WORK ORDER: Among these entries, count the lines containing the word "derive" and answer with only the number.

MATERIALS PROVIDED:
mod ui;

use clap::{error::ErrorKind, CommandFactory, Parser};
use crossterm::{
    event::{KeyCode, KeyEvent, KeyEventKind, KeyModifiers},
    execute,
    terminal::{disable_raw_mode, enable_raw_mode, EnterAlternateScreen, LeaveAlternateScreen},
    tty::IsTty,
};
use keybored::{
    app_dirs::AppDirs,
    config::{Settings, Toggle},
    input::{self, Signal},
    keyboard::KeyboardState,
    language::{WordSourceError, RANDOM_WORD_API},
    logging,
    runtime::{
        spawn_word_fetch, CrosstermEventSource, FixedTicker, KeyboredEvent, KeyboredEventSource,
        Runner, SessionDriver, Ticker,
    },
    scores::ScoreHistory,
    session::{Mode, Session, SessionConfig},
    store::{FileStorage, Storage},
    word_generator::{WordGenConfig, WordGenerator},
};
use ratatui::{
    backend::{Backend, CrosstermBackend},
    Frame, Terminal,
};
use std::{
    error::Error,
    io::{self, stdin},
    sync::mpsc::Sender,
    thread::JoinHandle,
    time::{Duration, Instant},
};
use tracing::{debug, info, warn};

const TICK_RATE_MS: u64 = 100;

/// typing game for the terminal with live wpm and accuracy
#[derive(Parser, Debug, Clone)]
#[clap(
    version,
    about,
    long_about = "A typing game for the terminal. Type the words, watch your words per minute and accuracy, and keep a history of every finished session."
)]
pub struct Cli {
    /// session mode; defaults to the saved setting
    #[clap(short = 'm', long, value_enum)]
    mode: Option<Mode>,

    /// seconds (time mode) or words (words mode) per session
    #[clap(short = 'g', long, value_parser = clap::value_parser!(u32).range(1..))]
    goal: Option<u32>,

    /// custom prompt to use
    #[clap(short = 'p', long)]
    prompt: Option<String>,

    /// use the bundled word list instead of the word service
    #[clap(long)]
    offline: bool,

    /// word service endpoint
    #[clap(long, default_value = RANDOM_WORD_API, hide = true)]
    words_url: String,
}

impl Cli {
    /// Convert CLI arguments to word generation configuration
    fn to_word_gen_config(&self, session: SessionConfig) -> WordGenConfig {
        WordGenConfig {
            count: WordGenConfig::word_count_for(session),
            custom_prompt: self.prompt.clone(),
            offline: self.offline,
            url: self.words_url.clone(),
        }
    }
}

#[derive(Debug, Clone, PartialEq)]
pub enum AppState {
    Loading,
    Typing,
    Results,
    Scores,
}

#[derive(Debug, Clone, Copy, PartialEq, Eq)]
pub enum Flow {
    Continue,
    Quit,
}

pub struct App {
    pub cli: Cli,
    /// Persisted preferences, without command line overrides
    pub settings: Settings,
    pub scores: ScoreHistory,
    pub driver: Option<SessionDriver>,
    pub keyboard: KeyboardState,
    pub state: AppState,
    pub notice: Option<String>,
    pub scores_scroll: usize,
    /// Time of the event being handled; drives key highlight decay
    pub now: Instant,
    mode_override: Option<Mode>,
    goal_override: Option<u32>,
    storage: Box<dyn Storage>,
    pending_request: Option<u64>,
    next_request: u64,
}

impl App {
    pub fn new(cli: Cli, storage: Box<dyn Storage>) -> Self {
        let settings = Settings::load(storage.as_ref());
        let scores = ScoreHistory::load(storage.as_ref());

        Self {
            mode_override: cli.mode,
            goal_override: cli.goal,
            cli,
            settings,
            scores,
            driver: None,
            keyboard: KeyboardState::default(),
            state: AppState::Loading,
            notice: None,
            scores_scroll: 0,
            now: Instant::now(),
            storage,
            pending_request: None,
            next_request: 0,
        }
    }

    /// Persisted settings with this run's command line overrides applied
    pub fn effective_settings(&self) -> Settings {
        self.settings
            .clone()
            .with_overrides(self.mode_override, self.goal_override)
    }

    pub fn session_config(&self) -> SessionConfig {
        self.effective_settings().session_config()
    }

    /// Drop the current session and fetch words for a new one off the event
    /// loop. Only the most recent request is honoured.
    pub fn request_words(&mut self, tx: Sender<KeyboredEvent>) -> JoinHandle<()> {
        self.next_request += 1;
        let request = self.next_request;
        self.pending_request = Some(request);
        self.driver = None;
        self.notice = None;
        self.state = AppState::Loading;

        let config = self.cli.to_word_gen_config(self.session_config());
        info!(request, count = config.count, offline = config.offline, "requesting words");
        spawn_word_fetch(WordGenerator::new(config), request, tx)
    }

    pub fn on_words(&mut self, request: u64, result: Result<Vec<String>, WordSourceError>) {
        if self.pending_request != Some(request) {
            debug!(request, "dropping stale word fetch");
            return;
        }
        self.pending_request = None;

        let words = match result {
            Ok(words) => words,
            Err(e) => {
                warn!(error = %e, "no words for a new session");
                self.notice = Some(format!("could not load words: {e}"));
                return;
            }
        };

        match Session::start(words, self.session_config()) {
            Ok(session) => {
                self.driver = Some(SessionDriver::new(session));
                self.state = AppState::Typing;
            }
            Err(e) => {
                warn!(error = %e, "could not start a session");
                self.notice = Some(e.to_string());
            }
        }
    }

    pub fn handle(&mut self, event: KeyboredEvent, now: Instant, tx: &Sender<KeyboredEvent>) -> Flow {
        self.now = now;

        match event {
            KeyboredEvent::Tick => {
                if let Some(driver) = self.driver.as_mut() {
                    driver.on_tick(now);
                }
                self.collect_record();
            }
            KeyboredEvent::Resize => {}
            KeyboredEvent::Key(key) => return self.on_key(key, now, tx),
            KeyboredEvent::Words { request, result } => self.on_words(request, result),
        }

        Flow::Continue
    }

    fn on_key(&mut self, key: KeyEvent, now: Instant, tx: &Sender<KeyboredEvent>) -> Flow {
        if key.kind == KeyEventKind::Release {
            return Flow::Continue;
        }
        // ctrl+c to quit
        if key.modifiers.contains(KeyModifiers::CONTROL) && key.code == KeyCode::Char('c') {
            return Flow::Quit;
        }

        match self.state {
            AppState::Loading => match key.code {
                KeyCode::Esc => return Flow::Quit,
                KeyCode::Tab | KeyCode::Char('n') if self.pending_request.is_none() => {
                    self.request_words(tx.clone());
                }
                _ => {}
            },
            AppState::Typing => return self.on_typing_key(key, now, tx),
            AppState::Results => match key.code {
                KeyCode::Esc => return Flow::Quit,
                KeyCode::Char('s') => {
                    self.state = AppState::Scores;
                    self.scores_scroll = 0;
                }
                code => self.on_results_key(code, tx),
            },
            AppState::Scores => match key.code {
                KeyCode::Esc => return Flow::Quit,
                KeyCode::Char('b') | KeyCode::Backspace => self.state = AppState::Results,
                KeyCode::Up => self.scores_scroll = self.scores_scroll.saturating_sub(1),
                // clamped when rendered
                KeyCode::Down => self.scores_scroll += 1,
                KeyCode::Enter | KeyCode::Char('r') => self.retry(tx),
                KeyCode::Tab | KeyCode::Char('n') => {
                    self.request_words(tx.clone());
                }
                _ => {}
            },
        }

        Flow::Continue
    }

    fn on_typing_key(&mut self, key: KeyEvent, now: Instant, tx: &Sender<KeyboredEvent>) -> Flow {
        self.keyboard.press(&key, now);

        let Some(command) = input::command_for(&key) else {
            return Flow::Continue;
        };
        let Some(driver) = self.driver.as_mut() else {
            return Flow::Continue;
        };

        match driver.apply(command, now) {
            Signal::Quit => return Flow::Quit,
            Signal::NewText => {
                self.request_words(tx.clone());
            }
            Signal::Restart | Signal::Continue => self.collect_record(),
        }

        Flow::Continue
    }

    fn on_results_key(&mut self, code: KeyCode, tx: &Sender<KeyboredEvent>) {
        match code {
            KeyCode::Enter | KeyCode::Char('r') => self.retry(tx),
            KeyCode::Tab | KeyCode::Char('n') => {
                self.request_words(tx.clone());
            }
            KeyCode::Char('k') => self.update_settings(|s| s.toggle(Toggle::KeyboardVisible)),
            KeyCode::Char('h') => self.update_settings(|s| s.toggle(Toggle::HighlightKeys)),
            KeyCode::Char('o') => self.update_settings(|s| s.toggle(Toggle::KeyboardContainer)),
            KeyCode::Char('f') => self.update_settings(|s| s.toggle(Toggle::TextContainer)),
            KeyCode::Char('c') => self.update_settings(|s| s.toggle(Toggle::CompactMode)),
            KeyCode::Char('w') => self.update_settings(|s| s.toggle(Toggle::ShowWpm)),
            KeyCode::Char('a') => self.update_settings(|s| s.toggle(Toggle::ShowAccuracy)),
            KeyCode::Char('t') => self.update_settings(Settings::cycle_theme),
            KeyCode::Char('m') => self.update_game(Settings::switch_mode),
            KeyCode::Char('g') => self.update_game(Settings::cycle_goal),
            KeyCode::Char('d') => self.update_game(Settings::reset_to_defaults),
            _ => {}
        }
    }

    /// Same words again when the session shape is unchanged, fresh words
    /// otherwise
    fn retry(&mut self, tx: &Sender<KeyboredEvent>) {
        let config = self.session_config();
        match self.driver.as_mut() {
            Some(driver) if driver.session().config() == config => {
                driver.restart();
                self.state = AppState::Typing;
            }
            _ => {
                self.request_words(tx.clone());
            }
        }
    }

    fn collect_record(&mut self) {
        if let Some(record) = self.driver.as_mut().and_then(SessionDriver::take_record) {
            self.scores.append(self.storage.as_ref(), record);
            self.state = AppState::Results;
        }
    }

    fn update_settings(&mut self, change: impl FnOnce(&mut Settings)) {
        change(&mut self.settings);
        self.settings.persist(self.storage.as_ref());
    }

    /// Game changes made in the app replace any command line override
    fn update_game(&mut self, change: impl FnOnce(&mut Settings)) {
        self.settings = self.effective_settings();
        self.mode_override = None;
        self.goal_override = None;
        self.update_settings(change);
    }
}

fn main() -> Result<(), Box<dyn Error>> {
    let cli = Cli::parse();

    if !stdin().is_tty() {
        let mut cmd = Cli::command();
        cmd.error(ErrorKind::Io, "stdin must be a tty").exit();
    }

    let Some(data_dir) = AppDirs::data_dir() else {
        let mut cmd = Cli::command();
        cmd.error(ErrorKind::Io, "cannot determine a data directory")
            .exit();
    };
    if let Some(log_path) = AppDirs::log_path() {
        if let Err(e) = logging::init(&log_path) {
            eprintln!("keybored: logging disabled: {e}");
        }
    }
    info!(data_dir = %data_dir.display(), "starting");

    let mut app = App::new(cli, Box::new(FileStorage::new(&data_dir)));

    enable_raw_mode()?;

    let mut stdout = io::stdout();
    execute!(stdout, EnterAlternateScreen)?;
    let backend = CrosstermBackend::new(stdout);
    let mut terminal = Terminal::new(backend)?;

    let runner = Runner::new(
        CrosstermEventSource::new(),
        FixedTicker::new(Duration::from_millis(TICK_RATE_MS)),
    );
    let result = start_tui(&mut terminal, &mut app, &runner);

    disable_raw_mode()?;
    execute!(terminal.backend_mut(), LeaveAlternateScreen,)?;
    terminal.show_cursor()?;

    if let Err(ref e) = result {
        warn!(error = %e, "terminal loop failed");
    }
    info!("bye");
    result
}

fn start_tui<B: Backend, E: KeyboredEventSource, T: Ticker>(
    terminal: &mut Terminal<B>,
    app: &mut App,
    runner: &Runner<E, T>,
) -> Result<(), Box<dyn Error>> {
    let tx = runner.sender();
    app.request_words(tx.clone());

    loop {
        terminal.draw(|f| ui(app, f))?;

        if app.handle(runner.step(), Instant::now(), &tx) == Flow::Quit {
            break;
        }
    }

    // dropping the driver stops the session clock
    app.driver = None;
    Ok(())
}

fn ui(app: &mut App, f: &mut Frame) {
    ui::screen::current_screen(&app.state).render(app, f);
}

PROBLEM SOLUTION: 3